__TO DO__: When you reproduce the listing below, keep every entry exactly as written.

__INFORMATION SHOWN__:
use serde::{Deserialize, Serialize};

pub mod preferences;
pub mod streaming_service;
pub mod watchlist;

pub use preferences::{
    Mood, PreferenceSelection, ReleaseWindow, SortPreference, VibeLink, VibeParams, WatchWith,
};
pub use streaming_service::{CountryOption, StreamingServiceOption};
pub use watchlist::{MediaType, NewWatchlistItem, WatchlistItem};

/// A movie or show returned by the metadata upstream
#[derive(Debug, Clone, Serialize, Deserialize, PartialEq)]
pub struct Candidate {
    pub id: u64,
    /// TV results carry `name` instead of `title`
    #[serde(alias = "name")]
    pub title: String,
    #[serde(default)]
    pub poster_path: Option<String>,
    #[serde(default)]
    pub overview: Option<String>,
    #[serde(default)]
    pub vote_average: f64,
    #[serde(default)]
    pub popularity: f64,
    #[serde(default)]
    pub runtime: Option<u32>,
    #[serde(default, alias = "first_air_date")]
    pub release_date: Option<String>,
    #[serde(default)]
    pub genre_ids: Vec<u32>,
    #[serde(default)]
    pub imdb_id: Option<String>,
}

impl Candidate {
    /// Fills runtime and external id from a detail lookup
    pub fn enrich(&mut self, details: CandidateDetails) {
        if details.runtime.is_some() {
            self.runtime = details.runtime;
        }
        if details.imdb_id.is_some() {
            self.imdb_id = details.imdb_id;
        }
    }

    /// Runtime in minutes, treating the upstream's `0` as unknown
    pub fn known_runtime(&self) -> Option<u32> {
        self.runtime.filter(|minutes| *minutes > 0)
    }
}

/// Subset of `movie/{id}` used for enrichment
#[derive(Debug, Clone, Default, Deserialize, PartialEq)]
pub struct CandidateDetails {
    #[serde(default)]
    pub runtime: Option<u32>,
    #[serde(default)]
    pub imdb_id: Option<String>,
}

/// A scored title returned to the client
#[derive(Debug, Clone, Serialize, PartialEq)]
pub struct RecommendedTitle {
    #[serde(flatten)]
    pub candidate: Candidate,
    pub match_score: u8,
}

#[cfg(test)]
mod tests {
    use super::*;

    #[test]
    fn test_candidate_deserialization_from_discover() {
        let json = r#"{
            "id": 550,
            "title": "Fight Club",
            "poster_path": "/pB8BM7pdSp6B6Ih7QZ4DrQ3PmJK.jpg",
            "vote_average": 8.4,
            "popularity": 61.4,
            "release_date": "1999-10-15",
            "genre_ids": [18, 53]
        }"#;

        let candidate: Candidate = serde_json::from_str(json).unwrap();
        assert_eq!(candidate.id, 550);
        assert_eq!(candidate.title, "Fight Club");
        assert_eq!(candidate.genre_ids, vec![18, 53]);
        assert_eq!(candidate.runtime, None);
        assert_eq!(candidate.imdb_id, None);
    }

    #[test]
    fn test_candidate_accepts_tv_field_names() {
        let json = r#"{"id": 1396, "name": "Breaking Bad", "first_air_date": "2008-01-20"}"#;

        let candidate: Candidate = serde_json::from_str(json).unwrap();
        assert_eq!(candidate.title, "Breaking Bad");
        assert_eq!(candidate.release_date.as_deref(), Some("2008-01-20"));
        assert!(candidate.genre_ids.is_empty());
        assert_eq!(candidate.vote_average, 0.0);
    }

    #[test]
    fn test_enrich_keeps_existing_values_when_details_are_empty() {
        let mut candidate: Candidate =
            serde_json::from_str(r#"{"id": 1, "title": "A", "runtime": 95}"#).unwrap();
        candidate.enrich(CandidateDetails::default());
        assert_eq!(candidate.runtime, Some(95));

        candidate.enrich(CandidateDetails {
            runtime: Some(101),
            imdb_id: Some("tt0000001".to_string()),
        });
        assert_eq!(candidate.runtime, Some(101));
        assert_eq!(candidate.imdb_id.as_deref(), Some("tt0000001"));
    }

    #[test]
    fn test_zero_runtime_is_unknown() {
        let candidate: Candidate =
            serde_json::from_str(r#"{"id": 1, "title": "A", "runtime": 0}"#).unwrap();
        assert_eq!(candidate.known_runtime(), None);
    }

    #[test]
    fn test_recommended_title_flattens_candidate() {
        let candidate: Candidate = serde_json::from_str(r#"{"id": 7, "title": "Seven"}"#).unwrap();
        let value = serde_json::to_value(RecommendedTitle {
            candidate,
            match_score: 81,
        })
        .unwrap();
        assert_eq!(value["id"], 7);
        assert_eq!(value["title"], "Seven");
        assert_eq!(value["match_score"], 81);
    }
}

__EXERCISE SOLUTION__:
use serde::{Deserialize, Serialize};

pub mod preferences;
pub mod streaming_service;
pub mod watchlist;

pub use preferences::{
    Mood, PreferenceSelection, ReleaseWindow, SortPreference, VibeLink, VibeParams, WatchWith,
};
pub use streaming_service::{CountryOption, StreamingServiceOption};
pub use watchlist::{MediaType, NewWatchlistItem, WatchlistItem};

/// A movie or show returned by the metadata upstream
#[derive(Debug, Clone, Serialize, Deserialize, PartialEq)]
pub struct Candidate {
    pub id: u64,
    /// TV results carry `name` instead of `title`
    #[serde(alias = "name")]
    pub title: String,
    #[serde(default)]
    pub poster_path: Option<String>,
    #[serde(default)]
    pub overview: Option<String>,
    #[serde(default)]
    pub vote_average: f64,
    #[serde(default)]
    pub popularity: f64,
    #[serde(default)]
    pub runtime: Option<u32>,
    #[serde(default, alias = "first_air_date")]
    pub release_date: Option<String>,
    #[serde(default)]
    pub genre_ids: Vec<u32>,
    #[serde(default)]
    pub imdb_id: Option<String>,
}

impl Candidate {
    /// Fills runtime and external id from a detail lookup
    pub fn enrich(&mut self, details: CandidateDetails) {
        if details.runtime.is_some() {
            self.runtime = details.runtime;
        }
        if details.imdb_id.is_some() {
            self.imdb_id = details.imdb_id;
        }
    }

    /// Runtime in minutes, treating the upstream's `0` as unknown
    pub fn known_runtime(&self) -> Option<u32> {
        self.runtime.filter(|minutes| *minutes > 0)
    }
}

/// Subset of `movie/{id}` used for enrichment
#[derive(Debug, Clone, Default, Deserialize, PartialEq)]
pub struct CandidateDetails {
    #[serde(default)]
    pub runtime: Option<u32>,
    #[serde(default)]
    pub imdb_id: Option<String>,
}

/// A scored title returned to the client
#[derive(Debug, Clone, Serialize, PartialEq)]
pub struct RecommendedTitle {
    #[serde(flatten)]
    pub candidate: Candidate,
    pub match_score: u8,
}

#[cfg(test)]
mod tests {
    use super::*;

    #[test]
    fn test_candidate_deserialization_from_discover() {
        let json = r#"{
            "id": 550,
            "title": "Fight Club",
            "poster_path": "/pB8BM7pdSp6B6Ih7QZ4DrQ3PmJK.jpg",
            "vote_average": 8.4,
            "popularity": 61.4,
            "release_date": "1999-10-15",
            "genre_ids": [18, 53]
        }"#;

        let candidate: Candidate = serde_json::from_str(json).unwrap();
        assert_eq!(candidate.id, 550);
        assert_eq!(candidate.title, "Fight Club");
        assert_eq!(candidate.genre_ids, vec![18, 53]);
        assert_eq!(candidate.runtime, None);
        assert_eq!(candidate.imdb_id, None);
    }

    #[test]
    fn test_candidate_accepts_tv_field_names() {
        let json = r#"{"id": 1396, "name": "Breaking Bad", "first_air_date": "2008-01-20"}"#;

        let candidate: Candidate = serde_json::from_str(json).unwrap();
        assert_eq!(candidate.title, "Breaking Bad");
        assert_eq!(candidate.release_date.as_deref(), Some("2008-01-20"));
        assert!(candidate.genre_ids.is_empty());
        assert_eq!(candidate.vote_average, 0.0);
    }

    #[test]
    fn test_enrich_keeps_existing_values_when_details_are_empty() {
        let mut candidate: Candidate =
            serde_json::from_str(r#"{"id": 1, "title": "A", "runtime": 95}"#).unwrap();
        candidate.enrich(CandidateDetails::default());
        assert_eq!(candidate.runtime, Some(95));

        candidate.enrich(CandidateDetails {
            runtime: Some(101),
            imdb_id: Some("tt0000001".to_string()),
        });
        assert_eq!(candidate.runtime, Some(101));
        assert_eq!(candidate.imdb_id.as_deref(), Some("tt0000001"));
    }

    #[test]
    fn test_zero_runtime_is_unknown() {
        let candidate: Candidate =
            serde_json::from_str(r#"{"id": 1, "title": "A", "runtime": 0}"#).unwrap();
        assert_eq!(candidate.known_runtime(), None);
    }

    #[test]
    fn test_recommended_title_flattens_candidate() {
        let candidate: Candidate = serde_json::from_str(r#"{"id": 7, "title": "Seven"}"#).unwrap();
        let value = serde_json::to_value(RecommendedTitle {
            candidate,
            match_score: 81,
        })
        .unwrap();
        assert_eq!(value["id"], 7);
        assert_eq!(value["title"], "Seven");
        assert_eq!(value["match_score"], 81);
    }
}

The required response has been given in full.